* [REQUIREMENT]
A complete answer includes every line below with the word "that".

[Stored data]
++++++++

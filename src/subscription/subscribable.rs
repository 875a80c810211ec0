// SPDX-License-Identifier: MPL-2.0
// This Source Code Form is subject to the terms of the Mozilla Public
// License, v. 2.0. If a copy of the MPL was not distributed with this
// file, You can obtain one at https://mozilla.org/MPL/2.0/.

//! Subscribable trait for types that publish thermostat updates.

use crate::state::{BoilerBlock, ChangeSet, DeviceState};
use crate::subscription::SubscriptionId;
use crate::types::Source;

/// Trait for types that support update subscriptions.
///
/// Callbacks run after the new state has been committed, once per logical
/// update, whether the update came from a refresh or a webhook.
///
/// # Examples
///
/// ```no_run
/// use thermosmart_lib::coordinator::{CoordinatorConfig, UpdateCoordinator};
/// use thermosmart_lib::protocol::HttpClient;
/// use thermosmart_lib::subscription::Subscribable;
///
/// # async fn example() -> thermosmart_lib::Result<()> {
/// let client = HttpClient::new(String::from("access-token"))?;
/// let coordinator = UpdateCoordinator::builder(client)
///     .config(CoordinatorConfig::poll())
///     .build()
///     .await?;
///
/// let sub_id = coordinator.on_state_changed(|state, changes| {
///     if changes.room_temperature {
///         println!("Room is now {:?}", state.room_temperature());
///     }
/// });
///
/// coordinator.unsubscribe(sub_id);
/// # Ok(())
/// # }
/// ```
pub trait Subscribable {
    /// Subscribes to every committed state change.
    fn on_state_changed<F>(&self, callback: F) -> SubscriptionId
    where
        F: Fn(&DeviceState, &ChangeSet) + Send + Sync + 'static;

    /// Subscribes to source changes.
    ///
    /// Away and HVAC mode are derived from the source, so this is also the
    /// hook for preset and mode changes.
    fn on_source_changed<F>(&self, callback: F) -> SubscriptionId
    where
        F: Fn(Source) + Send + Sync + 'static;

    /// Subscribes to boiler readings updates.
    fn on_boiler_updated<F>(&self, callback: F) -> SubscriptionId
    where
        F: Fn(&BoilerBlock) + Send + Sync + 'static;

    /// Subscribes to shutdown.
    fn on_stopped<F>(&self, callback: F) -> SubscriptionId
    where
        F: Fn() + Send + Sync + 'static;

    /// Unsubscribes a callback by its subscription ID.
    ///
    /// Returns `true` if the subscription was found and removed.
    fn unsubscribe(&self, id: SubscriptionId) -> bool;
}
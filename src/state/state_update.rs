// SPDX-License-Identifier: MPL-2.0
// This Source Code Form is subject to the terms of the Mozilla Public
// License, v. 2.0. If a copy of the MPL was not distributed with this
// file, You can obtain one at https://mozilla.org/MPL/2.0/.

//! Partial state updates.
//!
//! Webhook deliveries only carry the fields that changed. A [`StateUpdate`]
//! holds each of them as a [`Field`], which keeps "not sent", "sent as
//! `null`" and "sent with a value" apart instead of collapsing the first two
//! into a missing key.
//!
//! # Examples
//!
//! ```
//! use thermosmart_lib::state::{DeviceState, Field, StateUpdate};
//! use thermosmart_lib::types::Source;
//!
//! let mut state = DeviceState::new();
//! let update = StateUpdate {
//!     room_temperature: Field::Present(20.5),
//!     source: Field::Present(Source::Manual),
//!     ..StateUpdate::default()
//! };
//!
//! let changes = state.apply(&update);
//! assert!(changes.room_temperature && changes.source);
//! assert!(!changes.target_temperature);
//! ```

use serde::{Deserialize, Deserializer};

use crate::types::{ExceptionEntry, Source};

use super::BoilerBlock;

/// A field of a partial payload.
#[derive(Debug, Clone, Default, PartialEq)]
pub enum Field<T> {
    /// The key was not part of the payload.
    #[default]
    Absent,
    /// The key was present with a `null` value.
    Null,
    /// The key was present with a value.
    Present(T),
}

impl<T> Field<T> {
    /// Returns `true` unless the key was absent.
    #[must_use]
    pub fn is_sent(&self) -> bool {
        !matches!(self, Self::Absent)
    }

    /// Returns the value if one was sent.
    #[must_use]
    pub fn as_present(&self) -> Option<&T> {
        match self {
            Self::Present(v) => Some(v),
            Self::Absent | Self::Null => None,
        }
    }

    /// Maps the contained value, keeping absence and nullness.
    pub fn map<U>(self, f: impl FnOnce(T) -> U) -> Field<U> {
        match self {
            Self::Absent => Field::Absent,
            Self::Null => Field::Null,
            Self::Present(v) => Field::Present(f(v)),
        }
    }
}

impl<T> From<Option<T>> for Field<T> {
    fn from(value: Option<T>) -> Self {
        value.map_or(Self::Null, Self::Present)
    }
}

/// Deserializes an explicit `null` as [`Field::Null`].
///
/// Use together with `#[serde(default)]` so a missing key becomes
/// [`Field::Absent`].
impl<'de, T: Deserialize<'de>> Deserialize<'de> for Field<T> {
    fn deserialize<D: Deserializer<'de>>(deserializer: D) -> Result<Self, D::Error> {
        Option::<T>::deserialize(deserializer).map(Self::from)
    }
}

/// A set of fields to patch into a [`DeviceState`](super::DeviceState).
///
/// Merge rules per field:
///
/// | Field | `Present` | `Null` |
/// |-------|-----------|--------|
/// | temperatures | set | clear (reading unknown) |
/// | `source` | set | ignored |
/// | `boiler` | overlay readings | remove block |
/// | `exceptions` | replace whole list | clear list |
#[derive(Debug, Clone, Default, PartialEq)]
pub struct StateUpdate {
    /// Measured room temperature.
    pub room_temperature: Field<f64>,
    /// Current set-point.
    pub target_temperature: Field<f64>,
    /// Origin of the set-point.
    pub source: Field<Source>,
    /// Decoded boiler readings.
    pub boiler: Field<BoilerBlock>,
    /// Full exception list.
    pub exceptions: Field<Vec<ExceptionEntry>>,
}

impl StateUpdate {
    /// Returns `true` if the update carries no field at all.
    #[must_use]
    pub fn is_empty(&self) -> bool {
        !(self.room_temperature.is_sent()
            || self.target_temperature.is_sent()
            || self.source.is_sent()
            || self.boiler.is_sent()
            || self.exceptions.is_sent())
    }
}

/// Which observable fields an update changed.
#[derive(Debug, Clone, Copy, Default, PartialEq, Eq)]
#[allow(clippy::struct_excessive_bools)]
pub struct ChangeSet {
    /// Room temperature changed.
    pub room_temperature: bool,
    /// Target temperature changed.
    pub target_temperature: bool,
    /// Source changed (and with it the away and HVAC mode views).
    pub source: bool,
    /// Boiler block appeared or one of its readings changed.
    pub boiler: bool,
    /// Exception list changed.
    pub exceptions: bool,
}

impl ChangeSet {
    /// Returns `true` if nothing changed.
    #[must_use]
    pub fn is_empty(&self) -> bool {
        !self.any()
    }

    /// Returns `true` if at least one field changed.
    #[must_use]
    pub fn any(&self) -> bool {
        self.room_temperature
            || self.target_temperature
            || self.source
            || self.boiler
            || self.exceptions
    }
}

impl std::ops::BitOrAssign for ChangeSet {
    fn bitor_assign(&mut self, rhs: Self) {
        self.room_temperature |= rhs.room_temperature;
        self.target_temperature |= rhs.target_temperature;
        self.source |= rhs.source;
        self.boiler |= rhs.boiler;
        self.exceptions |= rhs.exceptions;
    }
}
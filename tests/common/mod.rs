// SPDX-License-Identifier: MPL-2.0
// This Source Code Form is subject to the terms of the Mozilla Public
// License, v. 2.0. If a copy of the MPL was not distributed with this
// file, You can obtain one at https://mozilla.org/MPL/2.0/.

//! Scriptable in-memory client shared by the integration tests.

#![allow(dead_code)]

use std::sync::Arc;
use std::sync::atomic::{AtomicBool, AtomicUsize, Ordering};
use std::time::Duration;

use parking_lot::Mutex;
use serde_json::Value;
use thermosmart_lib::command::Command;
use thermosmart_lib::error::ProtocolError;
use thermosmart_lib::opentherm;
use thermosmart_lib::protocol::RemoteDeviceClient;
use thermosmart_lib::state::{BoilerBlock, DeviceState};
use thermosmart_lib::types::{ExceptionEntry, Source, ThermostatId};

/// A command as the vendor would have received it.
#[derive(Debug, Clone, PartialEq)]
pub struct SentCommand {
    pub name: &'static str,
    pub path_suffix: &'static str,
    pub body: Value,
}

#[derive(Debug)]
struct MockState {
    thermostat: ThermostatId,
    state: Mutex<DeviceState>,
    fetches: AtomicUsize,
    commands: Mutex<Vec<SentCommand>>,
    fail_fetch: AtomicBool,
    fail_commands: AtomicBool,
    fetch_delay: Mutex<Option<Duration>>,
}

/// In-memory [`RemoteDeviceClient`]. Clones share the same script.
#[derive(Debug, Clone)]
pub struct MockClient {
    inner: Arc<MockState>,
}

impl MockClient {
    pub fn new(thermostat: &str, state: DeviceState) -> Self {
        Self {
            inner: Arc::new(MockState {
                thermostat: ThermostatId::new(thermostat),
                state: Mutex::new(state),
                fetches: AtomicUsize::new(0),
                commands: Mutex::new(Vec::new()),
                fail_fetch: AtomicBool::new(false),
                fail_commands: AtomicBool::new(false),
                fetch_delay: Mutex::new(None),
            }),
        }
    }

    pub fn set_state(&self, state: DeviceState) {
        *self.inner.state.lock() = state;
    }

    pub fn fetch_count(&self) -> usize {
        self.inner.fetches.load(Ordering::SeqCst)
    }

    pub fn commands(&self) -> Vec<SentCommand> {
        self.inner.commands.lock().clone()
    }

    pub fn fail_fetch(&self, fail: bool) {
        self.inner.fail_fetch.store(fail, Ordering::SeqCst);
    }

    pub fn fail_commands(&self, fail: bool) {
        self.inner.fail_commands.store(fail, Ordering::SeqCst);
    }

    pub fn delay_fetch(&self, delay: Duration) {
        *self.inner.fetch_delay.lock() = Some(delay);
    }
}

impl RemoteDeviceClient for MockClient {
    async fn thermostat_id(&self) -> thermosmart_lib::Result<ThermostatId> {
        if self.inner.fail_fetch.load(Ordering::SeqCst) {
            return Err(ProtocolError::ConnectionFailed("mock offline".to_string()).into());
        }
        Ok(self.inner.thermostat.clone())
    }

    async fn fetch_full_state(
        &self,
        _thermostat: &ThermostatId,
    ) -> thermosmart_lib::Result<DeviceState> {
        self.inner.fetches.fetch_add(1, Ordering::SeqCst);

        let delay = *self.inner.fetch_delay.lock();
        if let Some(delay) = delay {
            tokio::time::sleep(delay).await;
        }

        if self.inner.fail_fetch.load(Ordering::SeqCst) {
            return Err(ProtocolError::ConnectionFailed("mock offline".to_string()).into());
        }
        Ok(self.inner.state.lock().clone())
    }

    async fn send_command<C: Command + Sync>(
        &self,
        _thermostat: &ThermostatId,
        command: &C,
    ) -> thermosmart_lib::Result<()> {
        self.inner.commands.lock().push(SentCommand {
            name: command.name(),
            path_suffix: command.path_suffix(),
            body: command.body(),
        });

        if self.inner.fail_commands.load(Ordering::SeqCst) {
            return Err(ProtocolError::Status {
                status: 500,
                reason: "Internal Server Error".to_string(),
            }
            .into());
        }

        // The vendor stores the exception list as sent.
        if let Some(list) = command.body().get("exceptions") {
            let exceptions: Vec<ExceptionEntry> = serde_json::from_value(list.clone())
                .map_err(thermosmart_lib::error::ParseError::from)?;
            let mut state = self.inner.state.lock();
            *state = state.clone().with_exceptions(exceptions);
        }
        Ok(())
    }
}

/// Boiler block with a few readings set: CH on, 1.5 bar, 60.5 °C setpoint.
pub fn heating_boiler() -> BoilerBlock {
    opentherm::decode_raw(&serde_json::json!({
        "0": "0x0100",
        "1": "0x3C80",
        "18": "0x0180"
    }))
    .unwrap()
}

/// Boiler block advertising cooling support.
pub fn cooling_boiler() -> BoilerBlock {
    opentherm::decode_raw(&serde_json::json!({
        "0": "0x0400",
        "3": "0x0400"
    }))
    .unwrap()
}

/// A thermostat following its schedule.
pub fn scheduled_state() -> DeviceState {
    DeviceState::new()
        .with_room_temperature(19.5)
        .with_target_temperature(20.0)
        .with_source(Source::Schedule)
}
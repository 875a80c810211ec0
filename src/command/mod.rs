// SPDX-License-Identifier: MPL-2.0
// This Source Code Form is subject to the terms of the Mozilla Public
// License, v. 2.0. If a copy of the MPL was not distributed with this
// file, You can obtain one at https://mozilla.org/MPL/2.0/.

//! Thermostat command definitions.
//!
//! Commands are typed requests against the vendor API. They only describe
//! what to send; a [`RemoteDeviceClient`](crate::protocol::RemoteDeviceClient)
//! decides how.
//!
//! # Available Commands
//!
//! | Command Type | Purpose | Request |
//! |-------------|---------|---------|
//! | [`TargetTemperatureCommand`] | Change the set-point | `PUT /thermostat/{id}` |
//! | [`PauseCommand`] | Pause or resume the thermostat | `POST /thermostat/{id}/pause` |
//! | [`ExceptionsCommand`] | Replace the exception list | `PUT /thermostat/{id}` |
//!
//! # Examples
//!
//! ```
//! use thermosmart_lib::command::{Command, Method, PauseCommand};
//!
//! let cmd = PauseCommand::pause();
//! assert_eq!(cmd.method(), Method::Post);
//! assert_eq!(cmd.path_suffix(), "/pause");
//! assert_eq!(cmd.body(), serde_json::json!({"pause": true}));
//! ```

mod thermostat;

pub use thermostat::{ExceptionsCommand, PauseCommand, TargetTemperatureCommand};

use std::fmt;

/// HTTP method used by a command.
#[derive(Debug, Clone, Copy, PartialEq, Eq)]
pub enum Method {
    /// `GET`
    Get,
    /// `PUT`
    Put,
    /// `POST`
    Post,
}

impl Method {
    /// Returns the method name.
    #[must_use]
    pub const fn as_str(&self) -> &'static str {
        match self {
            Self::Get => "GET",
            Self::Put => "PUT",
            Self::Post => "POST",
        }
    }
}

impl fmt::Display for Method {
    fn fmt(&self, f: &mut fmt::Formatter<'_>) -> fmt::Result {
        f.write_str(self.as_str())
    }
}

/// A command that can be sent to a thermostat.
pub trait Command {
    /// Short name used in logs.
    fn name(&self) -> &'static str;

    /// HTTP method of the request.
    fn method(&self) -> Method;

    /// Path below `/thermostat/{id}`, empty for the thermostat resource itself.
    fn path_suffix(&self) -> &'static str {
        ""
    }

    /// JSON request body.
    fn body(&self) -> serde_json::Value;
}
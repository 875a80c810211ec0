// SPDX-License-Identifier: MPL-2.0
// This Source Code Form is subject to the terms of the Mozilla Public
// License, v. 2.0. If a copy of the MPL was not distributed with this
// file, You can obtain one at https://mozilla.org/MPL/2.0/.

//! OpenTherm data identifiers and value encodings.

/// OpenTherm data identifiers read by the thermostat.
#[derive(Debug, Clone, Copy, PartialEq, Eq, Hash)]
pub enum DataId {
    /// Master and slave status flags.
    Status,
    /// Control setpoint (°C, f8.8).
    ControlSetpoint,
    /// Slave configuration flags.
    SlaveConfig,
    /// Relative modulation level (%, f8.8).
    ModulationLevel,
    /// Central heating water pressure (bar, f8.8).
    WaterPressure,
    /// Domestic hot water flow rate (l/min, f8.8).
    HotWaterFlowRate,
    /// Domestic hot water temperature (°C, f8.8).
    HotWaterTemperature,
    /// Return water temperature (°C, f8.8).
    ReturnWaterTemperature,
}

impl DataId {
    /// All identifiers the decoder understands.
    pub const ALL: [Self; 8] = [
        Self::Status,
        Self::ControlSetpoint,
        Self::SlaveConfig,
        Self::ModulationLevel,
        Self::WaterPressure,
        Self::HotWaterFlowRate,
        Self::HotWaterTemperature,
        Self::ReturnWaterTemperature,
    ];

    /// Returns the numeric data identifier.
    #[must_use]
    pub const fn id(&self) -> u8 {
        match self {
            Self::Status => 0,
            Self::ControlSetpoint => 1,
            Self::SlaveConfig => 3,
            Self::ModulationLevel => 17,
            Self::WaterPressure => 18,
            Self::HotWaterFlowRate => 19,
            Self::HotWaterTemperature => 26,
            Self::ReturnWaterTemperature => 28,
        }
    }

    /// Looks up a data identifier by its number.
    #[must_use]
    pub fn from_id(id: u8) -> Option<Self> {
        Self::ALL.into_iter().find(|d| d.id() == id)
    }
}

/// Decodes an f8.8 signed fixed point value.
#[must_use]
pub fn f88(word: u16) -> f64 {
    f64::from(word.cast_signed()) / 256.0
}

/// Returns the high byte of a data word.
#[must_use]
pub const fn high_byte(word: u16) -> u8 {
    word.to_be_bytes()[0]
}

/// Returns `true` if `bit` is set in `byte`.
#[must_use]
pub const fn flag(byte: u8, bit: u8) -> bool {
    byte & (1 << bit) != 0
}
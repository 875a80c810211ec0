// SPDX-License-Identifier: MPL-2.0
// This Source Code Form is subject to the terms of the Mozilla Public
// License, v. 2.0. If a copy of the MPL was not distributed with this
// file, You can obtain one at https://mozilla.org/MPL/2.0/.

//! Thermosmart Lib - state synchronization for Thermosmart thermostats.
//!
//! This library keeps a local copy of a Thermosmart thermostat's state in
//! sync with the vendor cloud and exposes it to a home-automation platform
//! as a climate entity and a set of boiler sensors.
//!
//! # Supported Features
//!
//! - **Poll mode**: periodic full refreshes of the thermostat state
//! - **Push mode**: partial updates delivered by the vendor webhook
//! - **Refresh control**: throttled refreshes, debounced refresh requests
//! - **Commands**: target temperature, pause/resume, scheduling exceptions
//! - **Boiler data**: OpenTherm readings decoded into typed values
//! - **Notifications**: change callbacks and a watch channel per thermostat
//!
//! # Quick Start
//!
//! ## Poll Mode
//!
//! ```no_run
//! use thermosmart_lib::{CoordinatorConfig, HttpClient, UpdateCoordinator};
//!
//! #[tokio::main]
//! async fn main() -> thermosmart_lib::Result<()> {
//!     // The first refresh runs before build() returns
//!     let coordinator = UpdateCoordinator::builder(HttpClient::new(String::from("token"))?)
//!         .config(CoordinatorConfig::poll())
//!         .build()
//!         .await?;
//!
//!     println!("Room: {:?}", coordinator.state().room_temperature());
//!
//!     coordinator.set_target_temperature(20.5).await?;
//!     coordinator.shutdown();
//!     Ok(())
//! }
//! ```
//!
//! ## Push Mode with Callbacks
//!
//! ```no_run
//! use thermosmart_lib::subscription::Subscribable;
//! use thermosmart_lib::{CoordinatorConfig, HttpClient, UpdateCoordinator, WebhookIngester};
//!
//! #[tokio::main]
//! async fn main() -> thermosmart_lib::Result<()> {
//!     let coordinator = UpdateCoordinator::builder(HttpClient::new(String::from("token"))?)
//!         .config(CoordinatorConfig::push("webhook-id"))
//!         .build()
//!         .await?;
//!
//!     coordinator.on_source_changed(|source| {
//!         println!("Source is now {source}");
//!     });
//!
//!     let ingester = WebhookIngester::new();
//!     ingester.register_coordinator(&coordinator);
//!
//!     // Call from the platform's webhook handler
//!     ingester
//!         .handle("webhook-id", br#"{"thermostat": "t1", "source": "pause"}"#)
//!         .await;
//!     Ok(())
//! }
//! ```

pub mod command;
pub mod config;
pub mod coordinator;
pub mod entity;
pub mod error;
pub mod opentherm;
pub mod protocol;
pub mod response;
pub mod state;
pub mod subscription;
pub mod types;
pub mod webhook;

pub use command::{Command, ExceptionsCommand, Method, PauseCommand, TargetTemperatureCommand};
pub use config::IntegrationConfig;
pub use coordinator::{CoordinatorBuilder, CoordinatorConfig, Lifecycle, UpdateCoordinator, UpdateMode};
pub use entity::{BoilerSensor, BoilerSensorKind, ClimateEntity, DeviceBacked, DeviceInfo};
pub use error::{ConfigError, Error, ParseError, ProtocolError, Result, ValueError};
#[cfg(feature = "http")]
pub use protocol::{HttpClient, HttpConfig};
pub use protocol::{RemoteDeviceClient, TokenProvider};
pub use state::{BoilerBlock, ChangeSet, DeviceState, StateCache};
pub use subscription::{CallbackRegistry, Subscribable, SubscriptionId};
pub use types::{
    ExceptionEntry, ExceptionProgram, HvacAction, HvacMode, PresetMode, Source, TargetTemperature,
    ThermostatId,
};
pub use webhook::{WebhookIngester, WebhookOutcome, WebhookPayload};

++++++++

* [ANSWER TO THE PROBLEM]
//! Subscribable trait for types that publish thermostat updates.
/// Trait for types that support update subscriptions.
//! Webhook deliveries only carry the fields that changed. A [`StateUpdate`]
/// A command that can be sent to a thermostat.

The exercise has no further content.